Entries provided Block Start
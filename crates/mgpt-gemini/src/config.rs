//! Gemini configuration

use mgpt_core::{Error, Result};
use serde::Serialize;
use std::fmt;
use std::time::Duration;
use url::Url;

pub const DEFAULT_API_URL: &str = "https://generativelanguage.googleapis.com";
pub const DEFAULT_CHAT_MODEL: &str = "gemini-1.5-pro";
pub const DEFAULT_EMBEDDING_MODEL: &str = "models/text-embedding-004";
pub const DEFAULT_TEMPERATURE: f32 = 0.4;
pub const DEFAULT_TIMEOUT_SECS: u64 = 60;

/// Configuration for the Gemini client
#[derive(Clone, Serialize)]
pub struct GeminiConfig {
    #[serde(skip_serializing)]
    pub api_key: String,
    pub api_url: String,
    pub chat_model: String,
    pub embedding_model: String,
    pub temperature: f32,
    pub timeout_secs: u64,
}

impl fmt::Debug for GeminiConfig {
    fn fmt(&self, f: &mut fmt::Formatter<'_>) -> fmt::Result {
        f.debug_struct("GeminiConfig")
            .field("api_key", &"<redacted>")
            .field("api_url", &self.api_url)
            .field("chat_model", &self.chat_model)
            .field("embedding_model", &self.embedding_model)
            .field("temperature", &self.temperature)
            .field("timeout_secs", &self.timeout_secs)
            .finish()
    }
}

impl GeminiConfig {
    /// Create configuration from any key/value source.
    ///
    /// `GOOGLE_API_KEY` is required; everything else falls back to defaults.
    pub fn from_lookup<F>(lookup: F) -> Result<Self>
    where
        F: Fn(&str) -> Option<String>,
    {
        let api_key = lookup("GOOGLE_API_KEY")
            .filter(|key| !key.trim().is_empty())
            .ok_or_else(|| {
                Error::Configuration(
                    "Missing API key. Set GOOGLE_API_KEY in the environment or a .env file".to_string(),
                )
            })?;

        let api_url = lookup("GEMINI_API_URL").unwrap_or_else(|| DEFAULT_API_URL.to_string());
        Url::parse(&api_url)
            .map_err(|e| Error::Configuration(format!("Invalid GEMINI_API_URL '{}': {}", api_url, e)))?;

        let chat_model =
            lookup("GEMINI_CHAT_MODEL").unwrap_or_else(|| DEFAULT_CHAT_MODEL.to_string());
        let embedding_model =
            lookup("GEMINI_EMBEDDING_MODEL").unwrap_or_else(|| DEFAULT_EMBEDDING_MODEL.to_string());

        let temperature = match lookup("GEMINI_TEMPERATURE") {
            Some(raw) => raw.trim().parse::<f32>().map_err(|_| {
                Error::Configuration(format!("GEMINI_TEMPERATURE must be a number, got '{}'", raw))
            })?,
            None => DEFAULT_TEMPERATURE,
        };

        let timeout_secs = match lookup("GEMINI_TIMEOUT_SECS") {
            Some(raw) => parse_timeout_secs(&raw)?,
            None => DEFAULT_TIMEOUT_SECS,
        };

        Ok(Self {
            api_key,
            api_url: api_url.trim_end_matches('/').to_string(),
            chat_model,
            embedding_model,
            temperature,
            timeout_secs,
        })
    }

    /// Create configuration with an explicit key and default settings
    pub fn new(api_key: impl Into<String>) -> Self {
        Self {
            api_key: api_key.into(),
            api_url: DEFAULT_API_URL.to_string(),
            chat_model: DEFAULT_CHAT_MODEL.to_string(),
            embedding_model: DEFAULT_EMBEDDING_MODEL.to_string(),
            temperature: DEFAULT_TEMPERATURE,
            timeout_secs: DEFAULT_TIMEOUT_SECS,
        }
    }

    pub fn timeout(&self) -> Duration {
        Duration::from_secs(self.timeout_secs)
    }
}

fn parse_timeout_secs(raw: &str) -> Result<u64> {
    match raw.trim().parse::<u64>() {
        Ok(secs) if secs > 0 => Ok(secs),
        _ => Err(Error::Configuration(format!(
            "GEMINI_TIMEOUT_SECS must be a positive whole number of seconds, got '{}'",
            raw
        ))),
    }
}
Entries provided Block End
Repeat the whole of the data verbatim, as it reads above.

filename crates/mgpt-gemini/src/config.rs
//! Gemini configuration

use mgpt_core::{Error, Result};
use serde::Serialize;
use std::fmt;
use std::time::Duration;
use url::Url;

pub const DEFAULT_API_URL: &str = "https://generativelanguage.googleapis.com";
pub const DEFAULT_CHAT_MODEL: &str = "gemini-1.5-pro";
pub const DEFAULT_EMBEDDING_MODEL: &str = "models/text-embedding-004";
pub const DEFAULT_TEMPERATURE: f32 = 0.4;
pub const DEFAULT_TIMEOUT_SECS: u64 = 60;

/// Configuration for the Gemini client
#[derive(Clone, Serialize)]
pub struct GeminiConfig {
    #[serde(skip_serializing)]
    pub api_key: String,
    pub api_url: String,
    pub chat_model: String,
    pub embedding_model: String,
    pub temperature: f32,
    pub timeout_secs: u64,
}

impl fmt::Debug for GeminiConfig {
    fn fmt(&self, f: &mut fmt::Formatter<'_>) -> fmt::Result {
        f.debug_struct("GeminiConfig")
            .field("api_key", &"<redacted>")
            .field("api_url", &self.api_url)
            .field("chat_model", &self.chat_model)
            .field("embedding_model", &self.embedding_model)
            .field("temperature", &self.temperature)
            .field("timeout_secs", &self.timeout_secs)
            .finish()
    }
}

impl GeminiConfig {
    /// Create configuration from any key/value source.
    ///
    /// `GOOGLE_API_KEY` is required; everything else falls back to defaults.
    pub fn from_lookup<F>(lookup: F) -> Result<Self>
    where
        F: Fn(&str) -> Option<String>,
    {
        let api_key = lookup("GOOGLE_API_KEY")
            .filter(|key| !key.trim().is_empty())
            .ok_or_else(|| {
                Error::Configuration(
                    "Missing API key. Set GOOGLE_API_KEY in the environment or a .env file".to_string(),
                )
            })?;

        let api_url = lookup("GEMINI_API_URL").unwrap_or_else(|| DEFAULT_API_URL.to_string());
        Url::parse(&api_url)
            .map_err(|e| Error::Configuration(format!("Invalid GEMINI_API_URL '{}': {}", api_url, e)))?;

        let chat_model =
            lookup("GEMINI_CHAT_MODEL").unwrap_or_else(|| DEFAULT_CHAT_MODEL.to_string());
        let embedding_model =
            lookup("GEMINI_EMBEDDING_MODEL").unwrap_or_else(|| DEFAULT_EMBEDDING_MODEL.to_string());

        let temperature = match lookup("GEMINI_TEMPERATURE") {
            Some(raw) => raw.trim().parse::<f32>().map_err(|_| {
                Error::Configuration(format!("GEMINI_TEMPERATURE must be a number, got '{}'", raw))
            })?,
            None => DEFAULT_TEMPERATURE,
        };

        let timeout_secs = match lookup("GEMINI_TIMEOUT_SECS") {
            Some(raw) => parse_timeout_secs(&raw)?,
            None => DEFAULT_TIMEOUT_SECS,
        };

        Ok(Self {
            api_key,
            api_url: api_url.trim_end_matches('/').to_string(),
            chat_model,
            embedding_model,
            temperature,
            timeout_secs,
        })
    }

    /// Create configuration with an explicit key and default settings
    pub fn new(api_key: impl Into<String>) -> Self {
        Self {
            api_key: api_key.into(),
            api_url: DEFAULT_API_URL.to_string(),
            chat_model: DEFAULT_CHAT_MODEL.to_string(),
            embedding_model: DEFAULT_EMBEDDING_MODEL.to_string(),
            temperature: DEFAULT_TEMPERATURE,
            timeout_secs: DEFAULT_TIMEOUT_SECS,
        }
    }

    pub fn timeout(&self) -> Duration {
        Duration::from_secs(self.timeout_secs)
    }
}

fn parse_timeout_secs(raw: &str) -> Result<u64> {
    match raw.trim().parse::<u64>() {
        Ok(secs) if secs > 0 => Ok(secs),
        _ => Err(Error::Configuration(format!(
            "GEMINI_TIMEOUT_SECS must be a positive whole number of seconds, got '{}'",
            raw
        ))),
    }
}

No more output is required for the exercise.